# [Exercise requirements]
Could you repeat word for word only the lines from the one containing "Self::Float(value)" to the last line of the data below?

# [Data for processing]
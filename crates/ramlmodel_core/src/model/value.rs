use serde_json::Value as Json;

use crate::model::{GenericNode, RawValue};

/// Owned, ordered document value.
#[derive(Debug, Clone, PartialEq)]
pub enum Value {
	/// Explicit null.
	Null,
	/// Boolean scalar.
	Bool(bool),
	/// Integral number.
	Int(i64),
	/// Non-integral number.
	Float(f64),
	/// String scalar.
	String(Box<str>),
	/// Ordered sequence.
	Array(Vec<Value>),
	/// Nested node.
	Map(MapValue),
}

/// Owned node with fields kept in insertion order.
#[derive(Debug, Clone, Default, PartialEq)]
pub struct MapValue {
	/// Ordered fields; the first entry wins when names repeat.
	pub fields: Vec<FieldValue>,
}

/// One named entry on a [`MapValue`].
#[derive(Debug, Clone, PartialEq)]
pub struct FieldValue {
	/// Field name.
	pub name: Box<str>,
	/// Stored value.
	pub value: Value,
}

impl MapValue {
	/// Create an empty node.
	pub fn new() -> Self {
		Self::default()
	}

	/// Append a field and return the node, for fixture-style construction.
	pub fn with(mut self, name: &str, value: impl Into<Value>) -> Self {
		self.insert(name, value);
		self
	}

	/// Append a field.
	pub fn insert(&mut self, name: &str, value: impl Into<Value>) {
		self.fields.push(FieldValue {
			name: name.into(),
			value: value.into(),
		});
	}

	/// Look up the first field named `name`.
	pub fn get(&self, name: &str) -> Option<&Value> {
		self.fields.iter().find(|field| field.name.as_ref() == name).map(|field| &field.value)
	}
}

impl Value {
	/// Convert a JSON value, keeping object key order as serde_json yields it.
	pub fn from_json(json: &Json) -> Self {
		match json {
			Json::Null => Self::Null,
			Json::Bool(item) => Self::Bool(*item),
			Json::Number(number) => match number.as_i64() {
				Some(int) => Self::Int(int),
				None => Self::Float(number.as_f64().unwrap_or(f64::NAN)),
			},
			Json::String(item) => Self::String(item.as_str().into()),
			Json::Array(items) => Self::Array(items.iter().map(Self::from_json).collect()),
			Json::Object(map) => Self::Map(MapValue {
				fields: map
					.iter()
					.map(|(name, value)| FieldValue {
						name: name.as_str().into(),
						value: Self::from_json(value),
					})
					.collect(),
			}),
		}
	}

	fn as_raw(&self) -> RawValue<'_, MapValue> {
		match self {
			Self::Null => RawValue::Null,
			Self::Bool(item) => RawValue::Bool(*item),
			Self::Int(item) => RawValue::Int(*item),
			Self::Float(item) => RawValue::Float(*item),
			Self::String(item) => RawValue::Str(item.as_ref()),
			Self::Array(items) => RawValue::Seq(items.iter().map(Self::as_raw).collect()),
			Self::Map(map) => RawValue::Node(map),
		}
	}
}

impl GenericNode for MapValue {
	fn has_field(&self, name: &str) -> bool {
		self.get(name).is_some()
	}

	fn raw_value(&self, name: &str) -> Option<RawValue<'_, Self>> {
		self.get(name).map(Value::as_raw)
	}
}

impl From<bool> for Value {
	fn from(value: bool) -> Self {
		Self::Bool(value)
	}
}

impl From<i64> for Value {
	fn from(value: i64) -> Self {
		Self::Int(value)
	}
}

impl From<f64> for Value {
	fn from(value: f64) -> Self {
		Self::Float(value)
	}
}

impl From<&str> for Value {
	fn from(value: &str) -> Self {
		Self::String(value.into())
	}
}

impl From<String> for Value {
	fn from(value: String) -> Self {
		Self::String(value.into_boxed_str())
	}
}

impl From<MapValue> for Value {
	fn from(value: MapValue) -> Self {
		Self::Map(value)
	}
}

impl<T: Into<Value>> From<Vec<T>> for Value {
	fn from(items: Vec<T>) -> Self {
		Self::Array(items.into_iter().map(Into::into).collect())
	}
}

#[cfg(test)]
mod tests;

# [Expected answer]
		Self::Float(value)
	}
}

impl From<&str> for Value {
	fn from(value: &str) -> Self {
		Self::String(value.into())
	}
}

impl From<String> for Value {
	fn from(value: String) -> Self {
		Self::String(value.into_boxed_str())
	}
}

impl From<MapValue> for Value {
	fn from(value: MapValue) -> Self {
		Self::Map(value)
	}
}

impl<T: Into<Value>> From<Vec<T>> for Value {
	fn from(items: Vec<T>) -> Self {
		Self::Array(items.into_iter().map(Into::into).collect())
	}
}

#[cfg(test)]
mod tests;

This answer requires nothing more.